Me pregunto si es dolor precordial o acidez de estómago lo que esta ración diaria de ricino aznariano produce en los mandos convergentes. Acostumbrados Pujol y sus adláteres durante años al ordeno y mando, después de haber desmantelado sin rubor todas las estructuras que molestaban a su visión centralizada (nacional, decían) de las cosas; después de haber construido un país de catalanes buenos y malos gracias a unos potentes medios de comunicación que iban a servir, en teoría, para salvar la lengua; después de haber reorganizado el territorio mediante unas comarcas pigmeas, la principal función de las cuales ha sido domesticar a los municipios; acostumbrados, digo, Pujol y sus adláteres al ordeno y mando: ¿qué es lo que deben de sentir ahora, tragando el ricino de un tipo como Aznar: tan igualito a ellos en el despecho, tan semejante a ellos en su falta de rubor, en su displicencia ante el adversario, en su dureza de oído? A eso le llaman nacionalismo no sucursalista. Una etiqueta de indiscutible valor electoral que, sin embargo, 20 años después ya no puede ocultar su crudo significado, su gangrenosa utilidad: ha servido (y puede que siga sirviendo) para estigmatizar a los que han escogido otras vías políticas.

Todo esto es muy sabido, me dirán ustedes. Y aburridísimo. ¿Para qué regresar a ello? Por esta razón: aburrido o no, el nudo que todo lo paraliza sigue estando ahí. Cataluña se provincianiza confortablemente dormida en su sueño ensimismado.
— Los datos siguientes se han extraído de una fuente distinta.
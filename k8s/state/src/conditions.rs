//! Conditions attached to graph nodes during validation.
//!
//! Internal conditions carry no timestamps or generations; those are stamped
//! on when a condition set is converted for a status write. Constructors
//! exist for every condition this controller can produce so that reasons and
//! messages stay consistent between the graph builder and the status planner.

use nginx_gateway_controller_k8s_api::Time;

/// An internal representation of a `metav1.Condition`.
#[derive(Clone, Debug, PartialEq, Eq)]
pub struct Condition {
    pub type_: String,
    pub status: ConditionStatus,
    pub reason: String,
    pub message: String,
}

#[derive(Clone, Copy, Debug, PartialEq, Eq)]
pub enum ConditionStatus {
    True,
    False,
}

impl ConditionStatus {
    pub fn as_str(&self) -> &'static str {
        match self {
            ConditionStatus::True => "True",
            ConditionStatus::False => "False",
        }
    }
}

fn condition(
    type_: &str,
    status: ConditionStatus,
    reason: &str,
    message: impl Into<String>,
) -> Condition {
    Condition {
        type_: type_.to_string(),
        status,
        reason: reason.to_string(),
        message: message.into(),
    }
}

/// Deduplicates conditions by type, keeping the last occurrence of each type
/// in the position of its first occurrence. Defaults are expected at the head
/// of the list so that specific conditions override them.
pub fn deduplicate_conditions(conds: Vec<Condition>) -> Vec<Condition> {
    let mut result: Vec<Condition> = Vec::with_capacity(conds.len());
    for cond in conds {
        match result.iter_mut().find(|c| c.type_ == cond.type_) {
            Some(existing) => *existing = cond,
            None => result.push(cond),
        }
    }
    result
}

/// Converts internal conditions into API conditions for a status write.
pub fn convert_conditions(
    conds: &[Condition],
    observed_generation: i64,
    transition_time: Time,
) -> Vec<nginx_gateway_controller_k8s_api::Condition> {
    conds
        .iter()
        .map(|c| nginx_gateway_controller_k8s_api::Condition {
            type_: c.type_.clone(),
            status: c.status.as_str().to_string(),
            reason: c.reason.clone(),
            message: c.message.clone(),
            observed_generation: Some(observed_generation),
            last_transition_time: transition_time.clone(),
        })
        .collect()
}

// Messages reported when an NGINX reload fails after a configuration was
// handed to the dataplane.
pub const GATEWAY_MESSAGE_FAILED_NGINX_RELOAD: &str = "The Gateway is not programmed due to a \
     failure to reload nginx with the configuration. Please see the nginx container logs for any \
     possible configuration issues";

pub const LISTENER_MESSAGE_FAILED_NGINX_RELOAD: &str = "The Listener is not programmed due to a \
     failure to reload nginx with the configuration. Please see the nginx container logs for any \
     possible configuration issues.";

pub fn route_message_failed_nginx_reload() -> String {
    format!(
        "{GATEWAY_MESSAGE_FAILED_NGINX_RELOAD}. NGINX may still be configured for this HTTPRoute. \
         However, future updates to this resource will not be configured until the Gateway is \
         programmed again"
    )
}

/// A placeholder for a condition that is not implemented yet.
pub fn new_todo(msg: &str) -> Condition {
    condition(
        "TODO",
        ConditionStatus::True,
        "TODO",
        format!("The condition for this has not been implemented yet: {msg}"),
    )
}

// === Route conditions ===

/// The conditions every accepted HTTPRoute starts from.
pub fn new_default_route_conditions() -> Vec<Condition> {
    vec![new_route_accepted(), new_route_resolved_refs()]
}

pub fn new_route_accepted() -> Condition {
    condition(
        "Accepted",
        ConditionStatus::True,
        "Accepted",
        "The route is accepted",
    )
}

pub fn new_route_resolved_refs() -> Condition {
    condition(
        "ResolvedRefs",
        ConditionStatus::True,
        "ResolvedRefs",
        "All references are resolved",
    )
}

pub fn new_route_not_allowed_by_listeners() -> Condition {
    condition(
        "Accepted",
        ConditionStatus::False,
        "NotAllowedByListeners",
        "HTTPRoute is not allowed by any listener",
    )
}

pub fn new_route_no_matching_listener_hostname() -> Condition {
    condition(
        "Accepted",
        ConditionStatus::False,
        "NoMatchingListenerHostname",
        "Listener hostname does not match the HTTPRoute hostnames",
    )
}

pub fn new_route_no_matching_parent() -> Condition {
    condition(
        "Accepted",
        ConditionStatus::False,
        "NoMatchingParent",
        "Listener is not found for this parent ref",
    )
}

pub fn new_route_unsupported_value(msg: impl Into<String>) -> Condition {
    condition("Accepted", ConditionStatus::False, "UnsupportedValue", msg)
}

/// The message must start with "Dropped Rule(s)" per the Gateway API spec.
pub fn new_route_partially_invalid(msg: impl AsRef<str>) -> Condition {
    condition(
        "PartiallyInvalid",
        ConditionStatus::True,
        "UnsupportedValue",
        format!("Dropped Rule(s): {}", msg.as_ref()),
    )
}

pub fn new_route_invalid_listener() -> Condition {
    condition(
        "Accepted",
        ConditionStatus::False,
        "InvalidListener",
        "Listener is invalid for this parent ref",
    )
}

pub fn new_route_invalid_gateway() -> Condition {
    condition(
        "Accepted",
        ConditionStatus::False,
        "InvalidGateway",
        "Gateway is invalid",
    )
}

pub fn new_route_gateway_not_programmed(msg: impl Into<String>) -> Condition {
    condition(
        "Accepted",
        ConditionStatus::False,
        "GatewayNotProgrammed",
        msg,
    )
}

pub fn new_route_backend_ref_invalid_kind(msg: impl Into<String>) -> Condition {
    condition("ResolvedRefs", ConditionStatus::False, "InvalidKind", msg)
}

pub fn new_route_backend_ref_ref_not_permitted(msg: impl Into<String>) -> Condition {
    condition("ResolvedRefs", ConditionStatus::False, "RefNotPermitted", msg)
}

pub fn new_route_backend_ref_ref_backend_not_found(msg: impl Into<String>) -> Condition {
    condition("ResolvedRefs", ConditionStatus::False, "BackendNotFound", msg)
}

pub fn new_route_backend_ref_unsupported_value(msg: impl Into<String>) -> Condition {
    condition(
        "ResolvedRefs",
        ConditionStatus::False,
        "UnsupportedValue",
        msg,
    )
}

// === Listener conditions ===

/// The conditions every valid Listener reports.
pub fn new_default_listener_conditions() -> Vec<Condition> {
    vec![
        new_listener_accepted(),
        new_listener_programmed(),
        new_listener_resolved_refs(),
        new_listener_no_conflicts(),
    ]
}

pub fn new_listener_accepted() -> Condition {
    condition(
        "Accepted",
        ConditionStatus::True,
        "Accepted",
        "Listener is accepted",
    )
}

pub fn new_listener_programmed() -> Condition {
    condition(
        "Programmed",
        ConditionStatus::True,
        "Programmed",
        "Listener is programmed",
    )
}

pub fn new_listener_resolved_refs() -> Condition {
    condition(
        "ResolvedRefs",
        ConditionStatus::True,
        "ResolvedRefs",
        "All references are resolved",
    )
}

pub fn new_listener_no_conflicts() -> Condition {
    condition(
        "Conflicted",
        ConditionStatus::False,
        "NoConflicts",
        "No conflicts",
    )
}

pub fn new_listener_not_programmed_invalid(msg: impl Into<String>) -> Condition {
    condition("Programmed", ConditionStatus::False, "Invalid", msg)
}

pub fn new_listener_unsupported_value(msg: &str) -> Vec<Condition> {
    vec![
        condition("Accepted", ConditionStatus::False, "UnsupportedValue", msg),
        new_listener_not_programmed_invalid(msg),
    ]
}

pub fn new_listener_invalid_certificate_ref(msg: &str) -> Vec<Condition> {
    vec![
        condition(
            "Accepted",
            ConditionStatus::False,
            "InvalidCertificateRef",
            msg,
        ),
        condition(
            "ResolvedRefs",
            ConditionStatus::False,
            "InvalidCertificateRef",
            msg,
        ),
        new_listener_not_programmed_invalid(msg),
    ]
}

pub fn new_listener_invalid_route_kinds(msg: &str) -> Vec<Condition> {
    vec![
        condition(
            "ResolvedRefs",
            ConditionStatus::False,
            "InvalidRouteKinds",
            msg,
        ),
        new_listener_not_programmed_invalid(msg),
    ]
}

pub fn new_listener_protocol_conflict(msg: &str) -> Vec<Condition> {
    vec![
        condition("Accepted", ConditionStatus::False, "ProtocolConflict", msg),
        condition("Conflicted", ConditionStatus::True, "ProtocolConflict", msg),
        new_listener_not_programmed_invalid(msg),
    ]
}

pub fn new_listener_unsupported_protocol(msg: &str) -> Vec<Condition> {
    vec![
        condition(
            "Accepted",
            ConditionStatus::False,
            "UnsupportedProtocol",
            msg,
        ),
        new_listener_not_programmed_invalid(msg),
    ]
}

pub fn new_listener_ref_not_permitted(msg: &str) -> Vec<Condition> {
    vec![
        condition("Accepted", ConditionStatus::False, "RefNotPermitted", msg),
        condition(
            "ResolvedRefs",
            ConditionStatus::False,
            "RefNotPermitted",
            msg,
        ),
        new_listener_not_programmed_invalid(msg),
    ]
}

// === Gateway conditions ===

/// The conditions every valid Gateway reports.
pub fn new_default_gateway_conditions() -> Vec<Condition> {
    vec![new_gateway_accepted(), new_gateway_programmed()]
}

pub fn new_gateway_accepted() -> Condition {
    condition(
        "Accepted",
        ConditionStatus::True,
        "Accepted",
        "Gateway is accepted",
    )
}

pub fn new_gateway_programmed() -> Condition {
    condition(
        "Programmed",
        ConditionStatus::True,
        "Programmed",
        "Gateway is programmed",
    )
}

pub const GATEWAY_MESSAGE_GATEWAY_CONFLICT: &str =
    "The resource is ignored due to a conflicting Gateway resource";

pub fn new_gateway_conflict() -> Vec<Condition> {
    vec![
        condition(
            "Accepted",
            ConditionStatus::False,
            "GatewayConflict",
            GATEWAY_MESSAGE_GATEWAY_CONFLICT,
        ),
        new_gateway_conflict_not_programmed(),
    ]
}

pub fn new_gateway_conflict_not_programmed() -> Condition {
    condition(
        "Programmed",
        ConditionStatus::False,
        "GatewayConflict",
        GATEWAY_MESSAGE_GATEWAY_CONFLICT,
    )
}

pub fn new_gateway_accepted_listeners_not_valid() -> Condition {
    condition(
        "Accepted",
        ConditionStatus::True,
        "ListenersNotValid",
        "Gateway has at least one valid listener",
    )
}

pub fn new_gateway_not_accepted_listeners_not_valid() -> Vec<Condition> {
    let msg = "Gateway has no valid listeners";
    vec![
        condition("Accepted", ConditionStatus::False, "ListenersNotValid", msg),
        new_gateway_not_programmed_invalid(msg),
    ]
}

pub fn new_gateway_invalid(msg: &str) -> Vec<Condition> {
    vec![
        condition("Accepted", ConditionStatus::False, "Invalid", msg),
        new_gateway_not_programmed_invalid(msg),
    ]
}

pub fn new_gateway_unsupported_value(msg: &str) -> Vec<Condition> {
    vec![
        condition("Accepted", ConditionStatus::False, "UnsupportedValue", msg),
        condition(
            "Programmed",
            ConditionStatus::False,
            "UnsupportedValue",
            msg,
        ),
    ]
}

pub fn new_gateway_not_programmed_invalid(msg: impl Into<String>) -> Condition {
    condition("Programmed", ConditionStatus::False, "Invalid", msg)
}

// === GatewayClass conditions ===

/// The conditions the winning GatewayClass reports when nothing is wrong.
pub fn new_default_gateway_class_conditions() -> Vec<Condition> {
    vec![
        condition(
            "Accepted",
            ConditionStatus::True,
            "Accepted",
            "GatewayClass is accepted",
        ),
        new_gateway_class_supported_version(),
    ]
}

pub fn new_gateway_class_conflict() -> Condition {
    condition(
        "Accepted",
        ConditionStatus::False,
        "Conflicted",
        "The resource is ignored due to a conflicting GatewayClass resource",
    )
}

pub fn new_gateway_class_invalid_parameters(msg: impl Into<String>) -> Condition {
    condition(
        "Accepted",
        ConditionStatus::False,
        "InvalidParameters",
        msg,
    )
}

pub fn new_gateway_class_supported_version() -> Condition {
    condition(
        "SupportedVersion",
        ConditionStatus::True,
        "SupportedVersion",
        "Gateway API CRD versions are supported",
    )
}

pub fn new_gateway_class_unsupported_version(msg: impl Into<String>) -> Condition {
    condition(
        "SupportedVersion",
        ConditionStatus::False,
        "UnsupportedVersion",
        msg,
    )
}

// === BackendTLSPolicy conditions ===

pub fn new_backend_tls_policy_accepted() -> Condition {
    condition(
        "Accepted",
        ConditionStatus::True,
        "Accepted",
        "BackendTLSPolicy is accepted by the Gateway",
    )
}

pub fn new_backend_tls_policy_invalid(msg: impl Into<String>) -> Condition {
    condition("Accepted", ConditionStatus::False, "Invalid", msg)
}

#[cfg(test)]
mod tests {
    use super::*;

    #[test]
    fn deduplication_keeps_the_last_condition_per_type() {
        let mut conds = new_default_route_conditions();
        conds.push(new_route_backend_ref_ref_not_permitted("nope"));
        conds.push(new_route_no_matching_parent());

        let deduped = deduplicate_conditions(conds);

        assert_eq!(deduped.len(), 2);
        // The Accepted default was overridden by NoMatchingParent, in place.
        assert_eq!(deduped[0].reason, "NoMatchingParent");
        assert_eq!(deduped[0].status, ConditionStatus::False);
        // The ResolvedRefs default was overridden by RefNotPermitted.
        assert_eq!(deduped[1].reason, "RefNotPermitted");
    }

    #[test]
    fn deduplication_preserves_distinct_types() {
        let conds = vec![new_route_accepted(), new_route_partially_invalid("rule 1")];
        assert_eq!(deduplicate_conditions(conds).len(), 2);
    }

    #[test]
    fn conversion_stamps_generation_and_time() {
        let time = Time(chrono::DateTime::from_timestamp(1_700_000_000, 0).unwrap());
        let api = convert_conditions(&[new_gateway_accepted()], 7, time.clone());

        assert_eq!(api.len(), 1);
        assert_eq!(api[0].type_, "Accepted");
        assert_eq!(api[0].status, "True");
        assert_eq!(api[0].observed_generation, Some(7));
        assert_eq!(api[0].last_transition_time, time);
    }
}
Mientras, en la España de Aznar triunfa el revisionismo español más rancio. Un empate inicial de nacionalismos que se decanta poco a poco de la parte del fuerte: un españolismo que parece dispuesto a dejar que el desagüe se trague todo lo que estorba a la decoración monocolor. No es fácil deshacer el nudo. Pero algo ha empezado a moverse. Una tercera vía. En Cataluña, con el documento de las izquierdas sobre autogobierno, y en España, con la lenta pero visible expansión de las tesis federalistas en el PSOE. Y sin embargo, la tentación de muchos catalanes hartos de pujolismo es la misma de Alejandro ante el nudo gordiano. Golpe seco de espada. Es decir: antinacionalismo a tope. Lo curioso del excluyente patriotismo de CiU es el cariño que le han acabado tomando sus enemigos más conspicuos. Ya desde los primeros años: los mayores publicistas de Pujol fueron los antipujolistas. Lo subrayaban oponiéndose punto por punto a sus ideas, impugnándolas como un todo pestífero. Negando incluso la necesidad misma de la protección de una cultura en peligro de extinción. El antinacionalismo ha completado a Pujol: como la noche completa el día o el diablo redondea la existencia de Dios.
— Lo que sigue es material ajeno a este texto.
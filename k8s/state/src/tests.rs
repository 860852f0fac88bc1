//! End-to-end scenarios over the full build pipeline: snapshot to graph to
//! dataplane configuration.

use crate::{
    build_graph,
    change::{ChangeProcessor, ChangeType, Upsert},
    dataplane::{build_configuration, build_upstreams},
    test_util::{self, CLASS_NAME, CONTROLLER_NAME},
    ClusterState, ControllerConfig,
};
use nginx_gateway_controller_core::{
    dataplane::{Configuration, PathType, WILDCARD_HOSTNAME},
    resolve::{Endpoint, ServiceResolver},
    ResourceId,
};
use nginx_gateway_controller_k8s_api::gateway as gw;

fn config() -> ControllerConfig {
    ControllerConfig {
        controller_name: CONTROLLER_NAME.to_string(),
        gateway_class_name: CLASS_NAME.to_string(),
        gateway: None,
        protected_ports: crate::ProtectedPorts::from_iter([(9113, "MetricsPort".to_string())]),
    }
}

struct StaticResolver(Vec<Endpoint>);

#[async_trait::async_trait]
impl ServiceResolver for StaticResolver {
    async fn resolve(&self, _: &ResourceId, _: i32) -> anyhow::Result<Vec<Endpoint>> {
        Ok(self.0.clone())
    }
}

struct FailingResolver;

#[async_trait::async_trait]
impl ServiceResolver for FailingResolver {
    async fn resolve(&self, service: &ResourceId, _: i32) -> anyhow::Result<Vec<Endpoint>> {
        anyhow::bail!("failed to resolve endpoints for {service}")
    }
}

fn resolver() -> StaticResolver {
    StaticResolver(vec![Endpoint {
        address: "10.0.0.1".to_string(),
        port: 8080,
    }])
}

/// The snapshot of scenario S2: a class, a gateway with one HTTP listener,
/// and a route to a cross-namespace service with neither grant nor service
/// present.
fn s2_snapshot() -> ClusterState {
    let mut state = ClusterState::default();
    state.gateway_classes.insert(
        ResourceId::cluster_scoped(CLASS_NAME),
        test_util::gateway_class(CLASS_NAME, CONTROLLER_NAME),
    );

    let mut gateway = test_util::gateway("test", "gateway-1", CLASS_NAME, 100);
    gateway.spec.listeners = vec![test_util::http_listener("listener-80-1", 80)];
    state
        .gateways
        .insert(ResourceId::new("test", "gateway-1"), gateway);

    let mut route = test_util::http_route("test", "hr-1", "gateway-1", &["foo.example.com"]);
    let mut rule = test_util::route_rule_with_path("/");
    rule.backend_refs = Some(vec![test_util::backend_ref(
        Some("service-ns"),
        "service",
        Some(80),
        None,
    )]);
    route.spec.rules = Some(vec![rule]);
    state.http_routes.insert(ResourceId::new("test", "hr-1"), route);

    state
}

#[tokio::test]
async fn s1_an_empty_snapshot_produces_an_empty_graph_and_configuration() {
    let state = ClusterState::default();
    let graph = build_graph(&state, &config());

    assert_eq!(graph, crate::Graph::default());

    let configuration = build_configuration(&graph, &resolver(), 1).await;
    assert_eq!(
        configuration,
        Configuration {
            version: 1,
            ..Default::default()
        }
    );
}

#[test]
fn graph_builds_are_deterministic() {
    let state = s2_snapshot();
    let reference = build_graph(&state, &config());

    // Maps hash with per-instance random state, so rebuilding from a
    // re-captured snapshot exercises different iteration orders.
    for _ in 0..50 {
        let mut other = ClusterState::default();
        for (id, gc) in &state.gateway_classes {
            other.gateway_classes.insert(id.clone(), gc.clone());
        }
        for (id, gateway) in &state.gateways {
            other.gateways.insert(id.clone(), gateway.clone());
        }
        for (id, route) in &state.http_routes {
            other.http_routes.insert(id.clone(), route.clone());
        }

        assert_eq!(build_graph(&other, &config()), reference);
    }
}

#[tokio::test]
async fn s2_an_unpermitted_backend_still_binds_and_is_referenced() {
    let state = s2_snapshot();
    let graph = build_graph(&state, &config());

    let route = &graph.routes[&ResourceId::new("test", "hr-1")];
    let attachment = route.parent_refs[0].attachment.as_ref().unwrap();
    assert!(attachment.attached);
    assert_eq!(
        attachment.accepted_hostnames["listener-80-1"],
        vec!["foo.example.com"]
    );

    // ResolvedRefs=False/RefNotPermitted lands on the route.
    assert!(route
        .conditions
        .iter()
        .any(|c| c.type_ == "ResolvedRefs" && c.reason == "RefNotPermitted"));

    // The service is referenced even though the ref is not permitted.
    assert!(graph
        .referenced_services
        .contains(&ResourceId::new("service-ns", "service")));

    let configuration = build_configuration(&graph, &resolver(), 1).await;

    assert_eq!(configuration.http_servers.len(), 2);
    assert!(configuration.http_servers[0].is_default);
    assert_eq!(configuration.http_servers[0].port, 80);

    let server = &configuration.http_servers[1];
    assert_eq!(server.hostname, "foo.example.com");
    assert_eq!(server.path_rules.len(), 1);
    assert_eq!(server.path_rules[0].path, "/");
    assert_eq!(server.path_rules[0].path_type, PathType::Prefix);

    let group = &server.path_rules[0].match_rules[0].backend_group;
    assert_eq!(group.backends.len(), 1);
    assert!(!group.backends[0].valid);

    // Invalid backends produce no upstream.
    assert!(configuration.upstreams.is_empty());
}

#[tokio::test]
async fn s3_a_grant_and_a_service_make_the_backend_valid() {
    let mut state = s2_snapshot();
    state
        .reference_grants
        .extend(test_util::service_grant("service-ns", "test", None));
    let (id, service) = test_util::service_with_port("service-ns", "service", 80);
    state.services.insert(id, service);

    let graph = build_graph(&state, &config());

    let route = &graph.routes[&ResourceId::new("test", "hr-1")];
    assert!(
        !route.conditions.iter().any(|c| c.type_ == "ResolvedRefs"),
        "no ResolvedRefs failure expected: {:?}",
        route.conditions,
    );

    let backend = &route.rules[0].backend_refs[0];
    assert!(backend.valid);
    assert_eq!(backend.svc_id, Some(ResourceId::new("service-ns", "service")));

    let configuration = build_configuration(&graph, &resolver(), 1).await;
    let server = &configuration.http_servers[1];
    let group = &server.path_rules[0].match_rules[0].backend_group;
    assert!(group.backends[0].valid);
    assert_eq!(group.backends[0].upstream_name, "service-ns_service_80");

    assert_eq!(configuration.upstreams.len(), 1);
    assert_eq!(configuration.upstreams[0].name, "service-ns_service_80");
    assert_eq!(
        configuration.upstreams[0].endpoints,
        vec![Endpoint {
            address: "10.0.0.1".to_string(),
            port: 8080,
        }]
    );
}

#[test]
fn s4_the_newer_gateway_is_ignored_and_its_routes_told_so() {
    let mut state = s2_snapshot();
    state.gateways.insert(
        ResourceId::new("test", "gateway-2"),
        test_util::gateway("test", "gateway-2", CLASS_NAME, 200),
    );
    state.http_routes.insert(
        ResourceId::new("test", "hr-2"),
        test_util::http_route("test", "hr-2", "gateway-2", &["bar.example.com"]),
    );

    let graph = build_graph(&state, &config());

    assert_eq!(
        graph.gateway.as_ref().map(|gateway| gateway.id()),
        Some(ResourceId::new("test", "gateway-1"))
    );
    assert!(graph
        .ignored_gateways
        .contains_key(&ResourceId::new("test", "gateway-2")));

    let route = &graph.routes[&ResourceId::new("test", "hr-2")];
    let attachment = route.parent_refs[0].attachment.as_ref().unwrap();
    assert!(!attachment.attached);
    let failed = attachment.failed_condition.as_ref().unwrap();
    assert_eq!(failed.type_, "TODO");
    assert!(failed.message.contains("Gateway is ignored"));
}

#[tokio::test]
async fn s5_an_unpermitted_certificate_keeps_the_listener_attachable() {
    let mut state = s2_snapshot();
    let gateway = state
        .gateways
        .get_mut(&ResourceId::new("test", "gateway-1"))
        .unwrap();
    gateway.spec.listeners = vec![test_util::https_listener(
        "listener-443-1",
        443,
        "secret-ns",
        "secret-1",
    )];
    let (id, secret) = test_util::tls_secret("secret-ns", "secret-1");
    state.secrets.insert(id.clone(), secret);

    let graph = build_graph(&state, &config());

    let listener = &graph.gateway.as_ref().unwrap().listeners[0];
    assert!(!listener.valid);
    assert!(listener.attachable);
    assert!(listener
        .conditions
        .iter()
        .any(|c| c.reason == "RefNotPermitted"));

    // The route still binds with its hostname.
    let route = &graph.routes[&ResourceId::new("test", "hr-1")];
    let attachment = route.parent_refs[0].attachment.as_ref().unwrap();
    assert!(attachment.attached);
    assert_eq!(
        attachment.accepted_hostnames["listener-443-1"],
        vec!["foo.example.com"]
    );

    // The secret is referenced so that a grant creation triggers a rebuild.
    assert!(graph.referenced_secrets.contains_key(&id));

    // No SSL server is generated for the invalid listener.
    let configuration = build_configuration(&graph, &resolver(), 1).await;
    assert!(configuration.ssl_servers.is_empty());
    assert!(configuration.ssl_key_pairs.is_empty());
}

#[tokio::test]
async fn s6_listeners_sharing_a_port_duplicate_match_rules_per_listener() {
    let mut state = s2_snapshot();
    let gateway = state
        .gateways
        .get_mut(&ResourceId::new("test", "gateway-1"))
        .unwrap();
    let mut with_hostname = test_util::https_listener("listener-443-1", 443, "test", "secret-2");
    with_hostname.hostname = Some("example.com".to_string());
    let without_hostname = test_util::https_listener("listener-443-2", 443, "test", "secret-1");
    gateway.spec.listeners = vec![with_hostname, without_hostname];

    for fixture in [
        test_util::tls_secret("test", "secret-1"),
        test_util::tls_secret("test", "secret-2"),
    ] {
        state.secrets.insert(fixture.0, fixture.1);
    }

    state.http_routes.clear();
    state.http_routes.insert(
        ResourceId::new("test", "https-hr-5"),
        test_util::http_route("test", "https-hr-5", "gateway-1", &["example.com"]),
    );

    let graph = build_graph(&state, &config());
    let configuration = build_configuration(&graph, &resolver(), 1).await;

    // Default server, example.com, and the catch-all.
    assert_eq!(configuration.ssl_servers.len(), 3);

    let server = configuration
        .ssl_servers
        .iter()
        .find(|s| s.hostname == "example.com")
        .unwrap();
    // Both listeners accepted the route, so its match rule appears twice.
    assert_eq!(server.path_rules.len(), 1);
    assert_eq!(server.path_rules[0].match_rules.len(), 2);
    // The keypair comes from the more specific listener.
    assert_eq!(
        server.ssl.as_ref().unwrap().key_pair_id,
        "ssl_keypair_test_secret-2"
    );

    let catch_all = configuration
        .ssl_servers
        .iter()
        .find(|s| s.hostname == WILDCARD_HOSTNAME)
        .unwrap();
    assert_eq!(
        catch_all.ssl.as_ref().unwrap().key_pair_id,
        "ssl_keypair_test_secret-1"
    );

    assert_eq!(configuration.ssl_key_pairs.len(), 2);
}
La izquierda catalana (no sólo la política: la intelectual, la social) tiene la obligación de intentar una tercera vía. Repito: la obligación. Deshacer el nudo implica no darle, per negationem, la razón a Pujol, sino algo más difícil, pero muchísimo más apasionante: construir una nueva sociedad abierta, enriquecida con las dos grandes tradiciones culturales que anidan en Cataluña (sin olvidar las que ahora llegan). Se trata de superar la fase de la respetuosa indiferencia que sitúa a tantos catalanes de espaldas, a causa de su lejano origen, ignorándose. Reconocer al otro implica aceptarle como es, con su lengua y sus mitos. Se trata, asimismo, de superar la fase nostálgica y el resentimiento histórico que da más importancia a los supuestos sueños de los abuelos que a las necesidades de los recién nacidos. Se trata, finalmente, de no perder el gas. Cataluña, para seguir siendo económicamente enérgica, debe liderar, de una vez por todas, la España real. No sólo la plurilingüe, sino también la de los aeropuertos y carreteras: ¿por qué tienen que surgir todas de un eje central? Después de muchos años de acomplejamiento, de errores y de zozobras, parece que la tercera vía catalana empieza a andar. Se reconocen partidos muy extraños, se mezclan tintas muy fuertes, se avanza rápido en teoría y con más lentitud práctica. De la misma manera que el freno y el acelerador son, en el coche, piezas inseparables, también en la política. Lo importante es describir una ruta, un itinerario. Y tomar un vehículo. Y avanzar festina lente: acelerando lentamente, como recomendaban los clásicos.